Trauma support workers are attending every performance.
The artistic director of Sole Purpose Productions, Patricia Byrne, explained: “They will be there to give help to anyone who will be impacted or might be feeling emotional about what they see.”
She said she hoped bringing stories which had been secret for so long onto a public stage would help to lessen stigma.
“The play is very much a call to people who may have been impacted by mother-and-baby institutions to come forward.”
Survivors have also put together an exhibition of original art and artefacts associated with the institutions in an exhibition, “The Sunflower Project”, which is currently on display at Linen Hall Library in Belfast.

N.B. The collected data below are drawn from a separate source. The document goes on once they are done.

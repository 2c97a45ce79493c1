//! Route configuration.

use crate::auth::auth_middleware;
use crate::handlers;
use crate::metrics::{metrics_handler, register_metrics};
use crate::state::AppState;
use axum::Router;
use axum::extract::DefaultBodyLimit;
use axum::middleware;
use axum::routing::{get, post};
use tower::ServiceBuilder;
use tower_http::trace::TraceLayer;

/// Create the application router.
pub fn create_router(state: AppState) -> Router {
    // Layers run top to bottom: trace, then the token gate.
    let protected = Router::new()
        .route(
            "/upload",
            post(handlers::upload_file).layer(DefaultBodyLimit::disable()),
        )
        .route("/list", get(handlers::list_files))
        .route("/heartbeat", get(handlers::heartbeat))
        .route("/", get(handlers::missing_key))
        .route("/{key}", get(handlers::get_file))
        .layer(
            ServiceBuilder::new()
                .layer(TraceLayer::new_for_http())
                .layer(middleware::from_fn_with_state(
                    state.clone(),
                    auth_middleware,
                )),
        );

    let mut router = Router::new().merge(protected);

    // Unauthenticated for Prometheus; restrict at the network level.
    if state.config.server.metrics_enabled {
        register_metrics();
        let metrics_routes = Router::new()
            .route("/metrics", get(metrics_handler))
            .layer(TraceLayer::new_for_http());
        router = router.merge(metrics_routes);
    }

    router.with_state(state)
}
//! Bearer token gate for protected routes.

use crate::error::ApiError;
use crate::metrics;
use crate::state::AppState;
use axum::extract::{Request, State};
use axum::http::HeaderMap;
use axum::http::header::AUTHORIZATION;
use axum::middleware::Next;
use axum::response::Response;
use sha2::{Digest, Sha256};

const BEARER_PREFIX: &str = "bearer ";

/// Pull the credential out of an `Authorization: Bearer <token>` header.
///
/// The error is a short reason for the log line.
pub fn extract_bearer_token(headers: &HeaderMap) -> Result<&str, &'static str> {
    let value = headers
        .get(AUTHORIZATION)
        .ok_or("missing authorization header")?
        .to_str()
        .map_err(|_| "authorization header is not valid text")?;

    // RFC 6750: Authorization scheme is case-insensitive
    let scheme = value.get(..BEARER_PREFIX.len()).ok_or("unsupported scheme")?;
    if !scheme.eq_ignore_ascii_case(BEARER_PREFIX) {
        return Err("unsupported scheme");
    }

    let token = &value[BEARER_PREFIX.len()..];
    if token.is_empty() {
        return Err("empty bearer token");
    }
    if token.to_ascii_lowercase().contains(BEARER_PREFIX) {
        return Err("repeated bearer prefix");
    }
    Ok(token)
}

/// Hash a token for storage lookup.
pub fn hash_token(token: &str) -> String {
    let mut hasher = Sha256::new();
    hasher.update(token.as_bytes());
    hex::encode(hasher.finalize())
}

fn reject(reason: &str) -> ApiError {
    metrics::AUTH_FAILURES.inc();
    tracing::warn!(reason, "Authentication failed");
    ApiError::Unauthorized(reason.to_string())
}

/// Authentication middleware. Runs the wrapped route only for a known token.
pub async fn auth_middleware(
    State(state): State<AppState>,
    req: Request,
    next: Next,
) -> Result<Response, ApiError> {
    let token_hash = match extract_bearer_token(req.headers()) {
        Ok(token) => hash_token(token),
        Err(reason) => return Err(reject(reason)),
    };

    let token = state
        .metadata
        .get_token_by_hash(&token_hash)
        .await
        .map_err(|e| ApiError::Internal(format!("token lookup failed: {e}")))?
        .ok_or_else(|| reject("unknown token"))?;
    tracing::debug!(
        token_id = token.id,
        description = token.description.as_deref().unwrap_or(""),
        "Authenticated request"
    );

    Ok(next.run(req).await)
}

The exhibits – such as a christening robe, toys, and letters - captures the sense of love, loss and loneliness which they experienced.
The issues are also highlighted in a film which is in cinemas this month.
Small Things Like These – based on the novel by Claire Keegan - focuses on a Magdalen Laundry in County Wexford the Republic of Ireland in the 1980s.
Cillian Murphy plays a character, Bill Furlong, who is troubled by what he notices happening at the institution.
Professor Leanne McCormick is appealing for people who lived close to the institutions in Northern Ireland to contact the Truth Recovery Panel.
“We’re interested in anybody who had any connection with these institutions.
For example, there are neighbours who might have been aware of laundry going in and out.
“Clergy may have brought people to these institutions.
“There are also magistrates, GPs, social workers, probation workers, midwives in local hospitals, builders who worked at the institutions.
“Anybody with any understanding could help us to piece together these stories.”
She also said the panel was keen to hear from people from the Protestant community – because most women who had come forward were in institutions run by Catholic organisations.